What is self-isolation?

Self-isolation applies to everyone who has symptoms of Coronavirus (COVID-19), lives with someone who does, or those considered in a high-risk / vulnerable group.

Symptoms of Coronavirus include:

  • a fever of above 37.8C
  • a persistent cough and / or breathing problems
  • loss of smell and taste

If you live alone and have symptoms of Coronavirus, you must stay at home for seven days. If someone you live with develops symptoms, your entire household will need to isolate for 14 days from the date they showed symptoms, and monitor for signs of COVID-19.

If someone else within the household becomes ill during that period (and there are no other occupants living in the household), their 7-day isolation period will start on that day.

Everyone who lives in the same house or flat as someone with symptoms should self-isolate along with them.

Self-isolation requires you to:

  1. Stay at home at all times for the necessary self-isolation period. If you have a private garden, you may use this.
  2. Do not go out to buy food, collect medicine or other household supplies – order these by phone or online, or ask someone who is not self-isolating to do this for you.
  3. Do not host visitors, such as friends and family, in your home, and vice versa.

When you have finished self-isolating, you still need to stay at home in line with the UK Government rules, but you can go out for essential duties only.

Updated: 19 May 2020

What is shielding?

Shielding refers to the protection of extremely vulnerable people – who are at very high risk of severe illness from Coronavirus (COVID-19) – by minimising their interaction with others. See the UK Government guidance on protecting people defined on medical grounds as extremely vulnerable from COVID-19.

The most vulnerable group includes, but is not limited to:

  • certain types of cancer patients
  • those who have had an organ transplant or require one
  • people with certain genetic diseases
  • those with serious respiratory conditions
  • people with a suppressed immune system
  • pregnant women who have heart disease

Approximately 1.5 million people in the UK who have serious health conditions are being contacted by the NHS and urged not to leave their home at all for at least 12 weeks.

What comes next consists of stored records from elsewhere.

//! Canonical disjoint-range character sets over the 16-bit code-unit
//! alphabet `[0, 0xFFFF]`.
//!
//! A [`CharSet`] is always kept in *canonical form*: its ranges are
//! sorted ascending by `min` and no two ranges are adjacent or
//! overlapping (there is a gap of at least one code point between
//! consecutive ranges). This invariant is what makes equality,
//! `contains`, and the overlap-partitioning algorithm in
//! [`compute_overlaps`] simple and correct.

use std::collections::BTreeMap;

use rand::Rng;

/// The highest code point in the alphabet this crate operates over.
pub const MAX_CODE_POINT: u32 = 0xFFFF;

#[derive(Debug, thiserror::Error)]
pub enum Error {
	#[error("invalid char code {0} (must be in [0, {MAX_CODE_POINT:#x}])")]
	InvalidCharCode(u32),
}

pub type Result<T> = std::result::Result<T, Error>;

fn check(c: u32) -> Result<u16> {
	if c > MAX_CODE_POINT {
		Err(Error::InvalidCharCode(c))
	} else {
		Ok(c as u16)
	}
}

/// A closed interval `[min, max]` of code points, with `min <= max`.
#[derive(Debug, Clone, Copy, PartialEq, Eq, PartialOrd, Ord, Hash)]
pub struct Range {
	pub min: u16,
	pub max: u16,
}

impl Range {
	/// Builds a range from two endpoints, swapping them if given backward.
	pub fn new(a: u16, b: u16) -> Self {
		if a <= b {
			Range { min: a, max: b }
		} else {
			Range { min: b, max: a }
		}
	}

	pub fn single(c: u16) -> Self {
		Range { min: c, max: c }
	}

	pub fn contains(&self, c: u16) -> bool {
		self.min <= c && c <= self.max
	}

	/// Number of code points covered by this range.
	pub fn len(&self) -> u32 {
		self.max as u32 - self.min as u32 + 1
	}

	pub fn is_empty(&self) -> bool {
		false
	}
}

/// A canonical, disjoint, non-adjacent sequence of [`Range`]s.
#[derive(Debug, Clone, Default, PartialEq, Eq, Hash)]
pub struct CharSet {
	ranges: Vec<Range>,
}

impl CharSet {
	/// The empty set.
	pub fn empty() -> Self {
		Self::default()
	}

	/// The full alphabet `[0, 0xFFFF]`.
	pub fn full() -> Self {
		Self {
			ranges: vec![Range::new(0, MAX_CODE_POINT as u16)],
		}
	}

	/// A singleton set containing just `c`.
	pub fn char(c: u32) -> Result<Self> {
		let c = check(c)?;
		Ok(Self {
			ranges: vec![Range::single(c)],
		})
	}

	/// The set `[min(a, b), max(a, b)]`.
	pub fn range(a: u32, b: u32) -> Result<Self> {
		let a = check(a)?;
		let b = check(b)?;
		Ok(Self {
			ranges: vec![Range::new(a, b)],
		})
	}

	pub fn from_range(r: Range) -> Self {
		Self { ranges: vec![r] }
	}

	/// Builds a set directly from a sequence of (not necessarily
	/// canonical) ranges, canonicalizing them.
	pub fn from_ranges(ranges: impl IntoIterator<Item = Range>) -> Self {
		union(ranges.into_iter().map(Self::from_range))
	}

	pub fn is_empty(&self) -> bool {
		self.ranges.is_empty()
	}

	/// A defensive copy of the canonical ranges, sorted and disjoint.
	pub fn ranges(&self) -> Vec<Range> {
		self.ranges.clone()
	}

	/// Total number of code points covered by this set.
	pub fn size(&self) -> u64 {
		self.ranges.iter().map(|r| r.len() as u64).sum()
	}

	pub fn contains(&self, c: u16) -> bool {
		self.ranges
			.binary_search_by(|r| {
				if c < r.min {
					std::cmp::Ordering::Greater
				} else if c > r.max {
					std::cmp::Ordering::Less
				} else {
					std::cmp::Ordering::Equal
				}
			})
			.is_ok()
	}

	/// Picks a uniformly-random range, then a uniformly-random code
	/// point within it. Not weighted by range size: see module docs on
	/// `random` in the core spec — this is for test seeding, not
	/// statistical sampling.
	pub fn random(&self, rng: &mut impl Rng) -> Option<u16> {
		if self.ranges.is_empty() {
			return None;
		}
		let r = self.ranges[rng.gen_range(0..self.ranges.len())];
		Some(rng.gen_range(r.min..=r.max))
	}

	pub fn complement(&self) -> CharSet {
		complement(self)
	}

	pub fn union_with(&self, other: &CharSet) -> CharSet {
		union([self.clone(), other.clone()])
	}

	pub fn intersection_with(&self, other: &CharSet) -> CharSet {
		intersection([self.clone(), other.clone()])
	}
}

/// Merges any number of (possibly overlapping, possibly unsorted)
/// char sets into one canonical set. The empty set is the identity;
/// the full set is absorbing.
pub fn union(sets: impl IntoIterator<Item = CharSet>) -> CharSet {
	let mut all: Vec<Range> = sets.into_iter().flat_map(|s| s.ranges).collect();
	all.sort_by_key(|r| r.min);

	let mut merged: Vec<Range> = Vec::with_capacity(all.len());
	for r in all {
		match merged.last_mut() {
			// a gap of zero (adjacent) or negative (overlapping) coalesces.
			Some(last) if (r.min as u32) <= last.max as u32 + 1 => {
				if r.max > last.max {
					last.max = r.max;
				}
			}
			_ => merged.push(r),
		}
	}

	CharSet { ranges: merged }
}

/// The complement of `s` within `[0, 0xFFFF]`. An involution.
pub fn complement(s: &CharSet) -> CharSet {
	let mut ranges = Vec::new();
	let mut next_min: u32 = 0;

	for r in &s.ranges {
		if r.min as u32 > next_min {
			ranges.push(Range::new(next_min as u16, r.min - 1));
		}
		next_min = r.max as u32 + 1;
	}

	if next_min <= MAX_CODE_POINT {
		ranges.push(Range::new(next_min as u16, MAX_CODE_POINT as u16));
	}

	CharSet { ranges }
}

/// `intersection(sets) = complement(union(complements(sets)))`.
pub fn intersection(sets: impl IntoIterator<Item = CharSet>) -> CharSet {
	let complements: Vec<CharSet> = sets.into_iter().map(|s| complement(&s)).collect();
	complement(&union(complements))
}

/// One cell of an N-way overlap partition: the subset of input indices
/// whose sets all cover `set`, and none of the others do.
#[derive(Debug, Clone, PartialEq, Eq)]
pub struct Overlap {
	pub indices: Vec<usize>,
	pub set: CharSet,
}

#[derive(Clone, Copy)]
enum Event {
	Enter(usize),
	Leave(usize),
}

/// Computes the N-way overlap partition of `sets` (spec §4.1). Produces
/// one [`Overlap`] per distinct non-empty membership set `I`, such that
/// the emitted sets are pairwise disjoint, their union equals the union
/// of all inputs, and for each `i`, the union of the overlaps
/// containing `i` equals `sets[i]`.
///
/// Implemented as a sweep over interval endpoints: "enter" events at
/// `r.min`, "leave" events (as exclusive, i.e. `r.max + 1`) for each
/// range of each input, with events at equal keys applied together
/// before the segment between consecutive keys is emitted.
pub fn compute_overlaps(sets: &[CharSet]) -> Vec<Overlap> {
	let mut events: Vec<(u32, Event)> = Vec::new();
	for (i, s) in sets.iter().enumerate() {
		for r in &s.ranges {
			events.push((r.min as u32, Event::Enter(i)));
			events.push((r.max as u32 + 1, Event::Leave(i)));
		}
	}

	if events.is_empty() {
		return Vec::new();
	}

	events.sort_by_key(|(k, _)| *k);

	let mut active: std::collections::BTreeSet<usize> = std::collections::BTreeSet::new();
	let mut grouped: BTreeMap<Vec<usize>, CharSet> = BTreeMap::new();

	let mut i = 0;
	while i < events.len() {
		let key = events[i].0;
		while i < events.len() && events[i].0 == key {
			match events[i].1 {
				Event::Enter(idx) => {
					active.insert(idx);
				}
				Event::Leave(idx) => {
					active.remove(&idx);
				}
			}
			i += 1;
		}

		if active.is_empty() {
			continue;
		}

		let next_key = if i < events.len() { events[i].0 } else { break };
		if next_key <= key {
			continue;
		}

		let seg = Range::new(key as u16, (next_key - 1) as u16);
		let index_vec: Vec<usize> = active.iter().copied().collect();
		grouped
			.entry(index_vec)
			.and_modify(|existing| *existing = union([existing.clone(), CharSet::from_range(seg)]))
			.or_insert_with(|| CharSet::from_range(seg));
	}

	grouped
		.into_iter()
		.map(|(indices, set)| Overlap { indices, set })
		.collect()
}

#[cfg(test)]
mod tests {
	use super::*;
	use rand::SeedableRng;

	fn rng() -> impl Rng {
		rand::rngs::StdRng::seed_from_u64(42)
	}

	#[test]
	fn union_identity_and_zero() {
		let s = CharSet::range(10, 20).unwrap();
		assert_eq!(union([s.clone(), CharSet::empty()]), s);
		assert_eq!(union([s, CharSet::full()]), CharSet::full());
	}

	#[test]
	fn intersection_identity_and_zero() {
		let s = CharSet::range(10, 20).unwrap();
		assert_eq!(intersection([s.clone(), CharSet::full()]), s);
		assert_eq!(
			intersection([s, CharSet::empty()]),
			CharSet::empty()
		);
	}

	#[test]
	fn complement_is_involution() {
		let s = CharSet::from_ranges([Range::new(5, 10), Range::new(20, 30)]);
		assert_eq!(complement(&complement(&s)), s);
		assert_eq!(complement(&CharSet::empty()), CharSet::full());
		assert_eq!(complement(&CharSet::full()), CharSet::empty());
	}

	#[test]
	fn union_with_complement_is_full_intersection_is_empty() {
		let s = CharSet::from_ranges([Range::new(5, 10), Range::new(2000, 9000)]);
		let c = complement(&s);
		assert_eq!(union([s.clone(), c.clone()]), CharSet::full());
		assert_eq!(intersection([s, c]), CharSet::empty());
	}

	#[test]
	fn size_inclusion_exclusion() {
		let a = CharSet::from_ranges([Range::new(0, 10)]);
		let b = CharSet::from_ranges([Range::new(5, 15)]);
		let u = union([a.clone(), b.clone()]);
		let i = intersection([a.clone(), b.clone()]);
		assert_eq!(u.size(), a.size() + b.size() - i.size());
	}

	#[test]
	fn adjacent_ranges_coalesce() {
		let s = CharSet::from_ranges([Range::new(0, 9), Range::new(10, 20)]);
		assert_eq!(s.ranges(), vec![Range::new(0, 20)]);
	}

	#[test]
	fn overlap_partition_properties() {
		let a = CharSet::from_ranges([Range::new(0, 100)]);
		let b = CharSet::from_ranges([Range::new(50, 150)]);
		let c = CharSet::from_ranges([Range::new(120, 200)]);
		let sets = [a.clone(), b.clone(), c.clone()];
		let overlaps = compute_overlaps(&sets);

		// pairwise disjoint
		for i in 0..overlaps.len() {
			for j in (i + 1)..overlaps.len() {
				let inter = intersection([overlaps[i].set.clone(), overlaps[j].set.clone()]);
				assert!(inter.is_empty());
			}
		}

		// union of all partitions equals union of inputs
		let total: CharSet = union(overlaps.iter().map(|o| o.set.clone()));
		assert_eq!(total, union(sets.clone()));

		// for each i, union of partitions containing i equals sets[i]
		for (i, expected) in sets.iter().enumerate() {
			let reconstructed = union(
				overlaps
					.iter()
					.filter(|o| o.indices.contains(&i))
					.map(|o| o.set.clone()),
			);
			assert_eq!(&reconstructed, expected);
		}

		// membership sets are unique
		let mut seen = std::collections::HashSet::new();
		for o in &overlaps {
			assert!(seen.insert(o.indices.clone()));
		}
	}

	#[test]
	fn overlap_partition_disjoint_inputs() {
		let a = CharSet::from_ranges([Range::new(0, 10)]);
		let b = CharSet::from_ranges([Range::new(20, 30)]);
		let overlaps = compute_overlaps(&[a.clone(), b.clone()]);
		assert_eq!(overlaps.len(), 2);
		for o in &overlaps {
			assert_eq!(o.indices.len(), 1);
		}
	}

	#[test]
	fn contains_matches_ranges() {
		let s = CharSet::from_ranges([Range::new(10, 20), Range::new(30, 40)]);
		assert!(s.contains(15));
		assert!(!s.contains(25));
		assert!(s.contains(40));
		assert!(!s.contains(41));
	}

	#[test]
	fn accessors_are_defensive_copies() {
		let s = CharSet::from_ranges([Range::new(10, 20)]);
		let mut copy = s.ranges();
		copy.push(Range::new(100, 200));
		assert_eq!(s.ranges(), vec![Range::new(10, 20)]);
	}

	#[test]
	fn random_stays_within_set() {
		let s = CharSet::from_ranges([Range::new(10, 20), Range::new(100, 110)]);
		let mut rng = rng();
		for _ in 0..200 {
			let c = s.random(&mut rng).unwrap();
			assert!(s.contains(c));
		}
	}

	#[test]
	fn invalid_char_code_fails() {
		assert!(CharSet::char(0x1_0000).is_err());
		assert!(CharSet::char(0xFFFF).is_ok());
	}
}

Others living within their household should minimise all non-essential contact with these vulnerable people, and will need to observe careful social distancing at all times.

Updated: 31 March 2020

I’m feeling anxious and concerned. What can I do?

Feeling this way during a pandemic is completely normal. In fact, millions of people are feeling this way too. The iO will be preparing content pertaining to maintaining mental wellbeing in the coming weeks.

For now, visit NHS Every Mind Matters – a great start to keeping negative feelings in check, including mental wellbeing while staying at home, and Coronavirus anxiety tips.

Updated: 26 March 2020

What if I am symptomatic of COVID-19?

If you have a new, continuous cough and/or a temperature of 37.8 degrees or higher, you should follow current government guidance on self-isolation and management. You do not need to contact 111 or be tested for Coronavirus initially – see the PHE guidance on self-isolation.

If you are not clinically better after seven days, you should use the NHS 111 services who will advise if you need to be tested for COVID-19 and give you further health advice.

Updated: 24 March 2020


IMPORTANT NOTE: Safety of the public and our members is of paramount importance. The iO is following the UK Government advice, NHS guidance, and guidance from other professional bodies for healthcare professionals operating in private practice on a daily basis. Any guidance provided on this page is current as of the date of publishing and such guidance may change quickly at short notice.